Strickland W. Gillilan (1869–1954) was an American journalist, author, poet, humorist and speaker. He is most famous for the poem The Reading Mother, which remains a popular poem on Mother's Day. He is also recognized as the author of Lines on the Antiquity of Microbes, said to be the shortest poem ever written. Much of his work is public domain and is often reproduced in greeting cards.

Gillilan was an Ohio-born descendant of a Nathan Gilliland line which can be traced from Augusta County, Virginia back to Ireland and Scotland.

Gillilan's writings, which ranged from the satirical to the sublime, made him one of the more popular authors and speakers of his time. After three years at Ohio University in Athens, Strickland started his journalism career at the Jackson, Ohio Herald, but this was only the beginning of a lifelong journey as an editor and writer. His career followed a path from rural Ohio across the country to Los Angeles and finally back to Warrenton, Virginia, from where he contributed to the Washington Post. It was not as an editor or a journalist for which Strickland will be remembered. He had been a lyceum lecturer and after dinner speaker since 1899. Following three years on staff at the Baltimore American (1902-1905) he became a free-lance writer and by 1908 his poems were being published in the Saturday Evening Post, a magazine which would feature many of Strickland's poems in the years following.

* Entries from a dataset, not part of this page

/// Whether the edit form is shown, and what it holds while it is.
#[derive(Clone, Debug, Default, PartialEq, Eq)]
pub enum FormState {
    /// Nothing to edit; waiting for an ISBN.
    #[default]
    Hidden,
    /// A looked up record is being edited.
    Visible(BookRecord),
}

/// Which input has focus.
#[derive(Copy, Clone, Debug, Default, PartialEq, Eq)]
pub enum Focus {
    /// The ISBN input.
    #[default]
    Isbn,
    /// The edit form.
    Form,
}

/// Everything a session holds, owned by a [`FormController`].
#[derive(Debug, Default)]
pub struct AppState {
    isbn_input: String,
    form: FormState,
    focus: Focus,
    store: RecordStore,
}

impl AppState {
    /// Current contents of the ISBN input.
    #[must_use]
    pub fn isbn_input(&self) -> &str {
        &self.isbn_input
    }

    /// The form state.
    #[must_use]
    pub const fn form(&self) -> &FormState {
        &self.form
    }

    /// The focused input.
    #[must_use]
    pub const fn focus(&self) -> Focus {
        self.focus
    }

    /// The saved records.
    #[must_use]
    pub const fn store(&self) -> &RecordStore {
        &self.store
    }
}

/// Mediates between the user and the catalog, the record store and the rendered table.
#[derive(Debug)]
pub struct FormController<L> {
    lookup: L,
    state: AppState,
}

impl<L: Lookup> FormController<L> {
    /// A controller with a hidden form and an empty store.
    pub fn new(lookup: L) -> Self {
        Self {
            lookup,
            state: AppState::default(),
        }
    }

    /// The current session state.
    #[must_use]
    pub const fn state(&self) -> &AppState {
        &self.state
    }

    /// Returns `true` while the edit form is shown.
    #[must_use]
    pub const fn is_visible(&self) -> bool {
        matches!(self.state.form, FormState::Visible(_))
    }

    /// The record being edited, if the form is shown.
    #[must_use]
    pub const fn draft(&self) -> Option<&BookRecord> {
        match &self.state.form {
            FormState::Visible(draft) => Some(draft),
            FormState::Hidden => None,
        }
    }

    /// Replace the contents of the ISBN input.
    pub fn set_isbn_input<S: Into<String>>(&mut self, input: S) {
        self.state.isbn_input = input.into();
        self.state.focus = Focus::Isbn;
    }

    /// Looks up the ISBN input and shows the result in the form.
    ///
    /// Input that is not 10 to 13 digits is reported with [`Notice::MalformedIsbn`] and leaves the
    /// state untouched, returning `false`. Otherwise the form becomes visible with the resolved
    /// record, or an empty one if the lookup failed, and `true` is returned.
    pub fn lookup<N: Notifier + ?Sized>(&mut self, notifier: &mut N) -> bool {
        let isbn = match Isbn::parse(&self.state.isbn_input) {
            Ok(isbn) => isbn,
            Err(err) => {
                debug!("{err}");
                notifier.notify(Notice::MalformedIsbn);
                return false;
            }
        };

        let record = self.lookup.resolve(&isbn, notifier);
        trace!("Showing form for ISBN '{isbn}'");
        self.state.form = FormState::Visible(record);
        self.state.focus = Focus::Form;
        true
    }

    /// Set a field of the shown form. Does nothing while the form is hidden.
    pub fn edit<S: Into<String>>(&mut self, field: Field, value: S) {
        if let FormState::Visible(draft) = &mut self.state.form {
            draft.set(field, value);
        }
    }

    /// Commits the shown form as a new record.
    ///
    /// The trimmed ISBN input and trimmed field values are appended to the store and rendered,
    /// then the form is cleared and hidden and focus returns to the ISBN input. Any values,
    /// including all empty ones, are accepted. Returns `Ok(None)` when the form is hidden.
    ///
    /// # Errors
    ///
    /// When `renderer` fails to render the new row; the record is still saved.
    pub fn save<R: Renderer + ?Sized>(
        &mut self,
        renderer: &mut R,
    ) -> Result<Option<&BookRecord>, Error> {
        let draft = match std::mem::take(&mut self.state.form) {
            FormState::Visible(draft) => draft,
            FormState::Hidden => {
                trace!("Save ignored as the form is hidden");
                return Ok(None);
            }
        };

        let mut record = BookRecord::empty(self.state.isbn_input.trim());
        for field in Field::ALL {
            record.set(field, draft.get(field).trim());
        }

        self.state.isbn_input.clear();
        self.state.focus = Focus::Isbn;

        let record = self.state.store.append(record);
        info!("Saved '{}' ({})", record.title, record.isbn);
        renderer.render(record)?;
        Ok(Some(record))
    }

    /// Exports the store to `<dir>/<filename>.xlsx`, asking the user for the file name.
    ///
    /// An empty store is reported with [`Notice::NothingToExport`]; that and a cancelled or empty
    /// file name both return `None` without writing anything. A file name that is not plain, or a
    /// failure to encode or write the file, is reported with [`Notice::ExportFailed`] and also
    /// returns `None`. The store is never touched, so the export can simply be retried.
    pub fn export<N, P, E>(
        &self,
        notifier: &mut N,
        prompter: &mut P,
        encoder: &E,
        dir: &Path,
    ) -> Option<PathBuf>
    where
        N: Notifier + ?Sized,
        P: Prompter + ?Sized,
        E: SheetEncoder + ?Sized,
    {
        if self.state.store.is_empty() {
            notifier.notify(Notice::NothingToExport);
            return None;
        }

        let filename = match prompter.prompt(
            "Enter a file name for your export (without extension)",
            DEFAULT_EXPORT_NAME,
        ) {
            Some(name) if !name.is_empty() => name,
            _ => {
                info!("Export cancelled");
                return None;
            }
        };

        match export::write_export(self.state.store.all(), encoder, dir, &filename) {
            Ok(path) => Some(path),
            Err(err) => {
                error!("Export of {} records failed: {err}", self.state.store.len());
                notifier.notify(Notice::ExportFailed(err.to_string()));
                None
            }
        }
    }
}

In addition to his many poems, Strickland Gillilan also penned short stories, wrote several songs (the most famous of which, the wickedly sharp The Poison Squad, is reputed to have led to the passage of the Food and Drug Act of 1906) as well as a number of novels that are still available on today's market.

Strickland Gillilan and his wife were invited to White House receptions on two occasions, January 4, 1934 and January 9, 1936 under President Franklin D. Roosevelt.